Г о р и н.  Какое прекрасное утро! Кажется, сам Бог благословляет сегодняшний день. О, как я радостно встречаю его, и сердце мне говорит: таков и должен быть день, в кот­рый должна выразиться моя благодарность доброму и милому Александру. Благодарю Тебя, Всемогущий, за милосердие Твое ко мне – слабому ничтожному старику! Благодарю, что Ты благословил меня дождаться желанного дня! Я чувствую какую-то особенную бодрость, когда представляю себе, что иду поздравить доброго отца и подарю его добром, которое не покупается ценою золота; но много, много драгоценнее его. Я ему скажу: поверь моим сединам, что ты имеешь сына, которого должен считать особенным благословением Божиим; он сокровище у тебя, он Ангел! […]
 

Я В Л Е Н И Е   II. […]

А л е к с е й.  Не трудись, старик. Нашего барина есть кому подарить и есть кому поздравить.

Г о р и н.  Да никто не принесет ему столько добрых вестей об его Александре Григорьевиче, сколько я.

А л е к с е й.  Ну, старик, когда ты идешь говорить об Александре Григорьевиче, то уж, верно, жаловаться на его проказы, а если твои вести, в самом деле, не дурные, то их и не услышит барин из-за сотни жалоб от других. Так не лучше ли тебе пожаловать тогда, как будет много березы, а сегодня это блюдо [то есть “березовая каша”, розги] очень не у места, да оно на имянинах нигде не подается.

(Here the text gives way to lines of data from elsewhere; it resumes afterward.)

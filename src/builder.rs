//! Folding syntax events into a single root table.
//!
//! The [`TreeBuilder`] keeps an *insertion point*: the table addressed by the
//! most recent `[header]` or `[[header]]`. Key/value events are merged into
//! the insertion point; headers move it.
//!
//! ## Rules
//!
//! - `a.b.c = v` merges the fragment `{a = {b = {c = v}}}` into the insertion
//!   point. Tables merge key by key; any other pair of values is replaced by
//!   the incoming one.
//! - `[a.b]` walks from the root, creating missing tables. Walking through an
//!   array of tables enters its last element.
//! - `[[a.b]]` appends a fresh table to the array at `a.b` (creating it on
//!   first use) and makes that element the insertion point.
//! - Replacing a table with a non-table (or the reverse), reusing an inline
//!   array as an array of tables, or walking through a scalar is a
//!   [`Error::Build`] naming the offending key path.
//!
//! ```rust
//! use toml_codec::{from_str, toml, TomlValue};
//!
//! let root = from_str("[[foo]]\nbar = 1\n[[foo]]\nbar = 2").unwrap();
//! assert_eq!(TomlValue::Table(root), toml!({"foo": [{"bar": 1}, {"bar": 2}]}));
//! ```

use crate::{Error, Event, KeyPath, Position, Result, TomlTable, TomlValue};
use indexmap::map::Entry;
use std::collections::HashSet;
use tracing::trace;

/// Accumulates [`Event`]s into a root [`TomlTable`].
#[derive(Debug, Default)]
pub struct TreeBuilder {
    root: TomlTable,
    current: KeyPath,
    /// Paths opened by `[[...]]` headers; only these arrays may grow.
    array_tables: HashSet<KeyPath>,
}

impl TreeBuilder {
    #[must_use]
    pub fn new() -> Self {
        Self::default()
    }

    /// Folds every event of `events` and returns the finished root table.
    ///
    /// # Errors
    ///
    /// Returns the first [`Error::Build`] raised by [`TreeBuilder::push`].
    pub fn build<I>(events: I) -> Result<TomlTable>
    where
        I: IntoIterator<Item = Event>,
    {
        let mut builder = TreeBuilder::new();
        for event in events {
            builder.push(event)?;
        }
        Ok(builder.finish())
    }

    /// Applies one event.
    ///
    /// # Errors
    ///
    /// Returns [`Error::Build`] when the event conflicts with the tree built so far.
    pub fn push(&mut self, event: Event) -> Result<()> {
        match event {
            Event::KeyValue {
                key,
                value,
                position,
            } => self.assign(&key, value, position),
            Event::Table { path, position } => self.open_table(path, position),
            Event::ArrayTable { path, position } => self.open_array_table(path, position),
        }
    }

    /// Returns the root table built so far.
    #[must_use]
    pub fn finish(self) -> TomlTable {
        self.root
    }

    fn assign(&mut self, key: &KeyPath, value: TomlValue, position: Position) -> Result<()> {
        let target = descend(
            &mut self.root,
            self.current.segments(),
            &self.array_tables,
            position,
        )?;
        insert_dotted(
            target,
            &self.current,
            key,
            value,
            position,
            &self.array_tables,
        )
    }

    fn open_table(&mut self, path: KeyPath, position: Position) -> Result<()> {
        let Some((last, parents)) = path.split_last() else {
            return Err(Error::build(&path, position.line, position.column, "empty table header"));
        };
        let parent = descend(&mut self.root, parents, &self.array_tables, position)?;
        match parent.get(last) {
            None => {
                parent.insert(last.clone(), TomlValue::Table(TomlTable::new()));
            }
            Some(TomlValue::Table(_)) => {}
            Some(TomlValue::Array(_)) if self.array_tables.contains(&path) => {
                return Err(Error::build(
                    &path,
                    position.line,
                    position.column,
                    "array of tables cannot be reopened as a table",
                ));
            }
            Some(other) => {
                return Err(Error::build(
                    &path,
                    position.line,
                    position.column,
                    &format!("key already holds a {}", other.type_name()),
                ));
            }
        }
        self.current = path;
        Ok(())
    }

    fn open_array_table(&mut self, path: KeyPath, position: Position) -> Result<()> {
        let Some((last, parents)) = path.split_last() else {
            return Err(Error::build(&path, position.line, position.column, "empty table header"));
        };
        let parent = descend(&mut self.root, parents, &self.array_tables, position)?;
        let declared = self.array_tables.contains(&path);
        let existed = parent.contains_key(last);
        let slot = parent
            .entry(last.clone())
            .or_insert_with(|| TomlValue::Array(Vec::new()));
        match slot {
            TomlValue::Array(elements) if declared || !existed => {
                elements.push(TomlValue::Table(TomlTable::new()));
                trace!(path = %path, index = elements.len() - 1, "opened array-of-tables element");
            }
            TomlValue::Array(_) => {
                return Err(Error::build(
                    &path,
                    position.line,
                    position.column,
                    "static array cannot be extended as an array of tables",
                ));
            }
            other => {
                return Err(Error::build(
                    &path,
                    position.line,
                    position.column,
                    &format!("key already holds a {}", other.type_name()),
                ));
            }
        }
        // Arrays of tables declared inside earlier elements do not carry over
        // to the fresh one.
        self.array_tables
            .retain(|declared| declared == &path || !declared.starts_with(&path));
        self.array_tables.insert(path.clone());
        self.current = path;
        Ok(())
    }
}

/// Walks `path` from `table`, creating missing tables. Arrays of tables are
/// entered through their last element.
fn descend<'t>(
    mut table: &'t mut TomlTable,
    path: &[String],
    array_tables: &HashSet<KeyPath>,
    position: Position,
) -> Result<&'t mut TomlTable> {
    for (depth, segment) in path.iter().enumerate() {
        let walked = || KeyPath::new(path[..=depth].to_vec());
        let declared = array_tables.contains(&walked());
        let slot = table
            .entry(segment.clone())
            .or_insert_with(|| TomlValue::Table(TomlTable::new()));
        let kind = slot.type_name();
        let next = match slot {
            TomlValue::Table(inner) => Some(inner),
            TomlValue::Array(elements) if declared => match elements.last_mut() {
                Some(TomlValue::Table(inner)) => Some(inner),
                _ => None,
            },
            _ => None,
        };
        table = match next {
            Some(inner) => inner,
            None if declared => {
                return Err(Error::build(
                    walked(),
                    position.line,
                    position.column,
                    "array of tables has no element to extend",
                ))
            }
            None => {
                return Err(Error::build(
                    walked(),
                    position.line,
                    position.column,
                    &format!("cannot define keys inside a {}", kind),
                ))
            }
        };
    }
    Ok(table)
}

/// Merges `key = value` into `table`, where `table` sits at `prefix`.
pub(crate) fn insert_dotted(
    table: &mut TomlTable,
    prefix: &KeyPath,
    key: &KeyPath,
    value: TomlValue,
    position: Position,
    array_tables: &HashSet<KeyPath>,
) -> Result<()> {
    let Some((last, parents)) = key.split_last() else {
        return Err(Error::build(prefix, position.line, position.column, "empty key"));
    };
    let mut path = prefix.clone();
    let mut target = table;
    for segment in parents {
        path.push(segment.as_str());
        let slot = target
            .entry(segment.clone())
            .or_insert_with(|| TomlValue::Table(TomlTable::new()));
        target = match slot {
            TomlValue::Table(inner) => inner,
            other => {
                return Err(Error::build(
                    &path,
                    position.line,
                    position.column,
                    &format!("key already holds a {}", other.type_name()),
                ))
            }
        };
    }
    path.push(last.as_str());
    match target.entry(last.clone()) {
        Entry::Occupied(mut slot) => {
            merge_checked(slot.get_mut(), value, &path, position, array_tables)
        }
        Entry::Vacant(slot) => {
            slot.insert(value);
            Ok(())
        }
    }
}

/// The builder's view of [`TomlValue::merge`]: same outcome, but a table
/// meeting a non-table is a conflict instead of a silent replacement.
fn merge_checked(
    existing: &mut TomlValue,
    incoming: TomlValue,
    path: &KeyPath,
    position: Position,
    array_tables: &HashSet<KeyPath>,
) -> Result<()> {
    match (existing, incoming) {
        (TomlValue::Table(base), TomlValue::Table(incoming)) => {
            for (key, value) in incoming {
                let child = path.join(&key);
                match base.entry(key) {
                    Entry::Occupied(mut slot) => {
                        merge_checked(slot.get_mut(), value, &child, position, array_tables)?
                    }
                    Entry::Vacant(slot) => {
                        slot.insert(value);
                    }
                }
            }
            Ok(())
        }
        (TomlValue::Table(_), incoming) => Err(Error::build(
            path,
            position.line,
            position.column,
            &format!("table cannot be redefined as a {}", incoming.type_name()),
        )),
        (existing, TomlValue::Table(_)) => Err(Error::build(
            path,
            position.line,
            position.column,
            &format!("{} cannot be redefined as a table", existing.type_name()),
        )),
        (TomlValue::Array(_), _) if array_tables.contains(path) => Err(Error::build(
            path,
            position.line,
            position.column,
            "array of tables cannot be reassigned",
        )),
        (existing, incoming) => {
            *existing = incoming;
            Ok(())
        }
    }
}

Г о р и н.  Да чем же Александр Григорьевич так худ?

А л е к с е й.  Как чем? Уж нечего говорить о прежнем, а то вчера и третьего дня выжил было учителя из дому; а барышни-бедняжки и  теперь плачут оттого, что не могут его упросить, чтоб оставил свои шалости хоть ради отцовских имянин […] Он такое строит, что не приведи Господи! Вчера, хоть бы мне, что он сделал! – Я собрался на охоту и, приготовляя что нужно к тому, задремал, а он где не возмись, да – хвать и насыпал табаку туда, где был порох, а где была дробь – можжевельнику […]

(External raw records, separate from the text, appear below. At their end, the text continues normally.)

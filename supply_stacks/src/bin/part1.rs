use anyhow::Result;
use supply_stacks::solve_part1;
use util::{init_tracing, read_input_lines};

const INPUT_PATH: &str = "input.txt";

fn main() -> Result<()> {
    init_tracing();

    let top = solve_part1(read_input_lines(INPUT_PATH)?)?;

    println!("{top}");

    Ok(())
}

Г о р и н.  Э! дружок, все так, да не так! Вы все его не понимаете и не знаете.


А л е к с е й.  Да и знать-то нечего. Прощай, старик! Я иду так издали присматривать, что делает наш проказник […]

Г о р и н.  Да разве тебе Григорий Александрович приказал за ним смотреть?

А л е к с е й.  Нет […] мне, видишь, барышни заказали ходить за ним тенью, и как только он что-нибудь затеет – ту ж минуту дать им знать. […]


Я В Л Е Н И Е   III. […]

Г о р и н.  Ошибаетесь вы все в Александре. […] О, я, умирая, буду прославлять милого Александра и произносить его имя вместе с именем Ангела, которому поручу свою душу!


Я В Л Е Н И Е   IV. […]

М и ш а.  Это вы все говорите об Александре Григорьевиче? О! он такой душенька, я его так люблю! Прибил бы того вот этак кулаком, кто его побранил бы. […]

Г о р и н.  Я слыхал однакож, что его в доме что-то не любят.

П е т р.  […] У этих господ не поймешь: кто у них хорош, и кто худ! Вот вишь, доброму Александру Григорьевичу достается за то, что он ко мне бегает. Да пошли, Господи, всем так бегать! […]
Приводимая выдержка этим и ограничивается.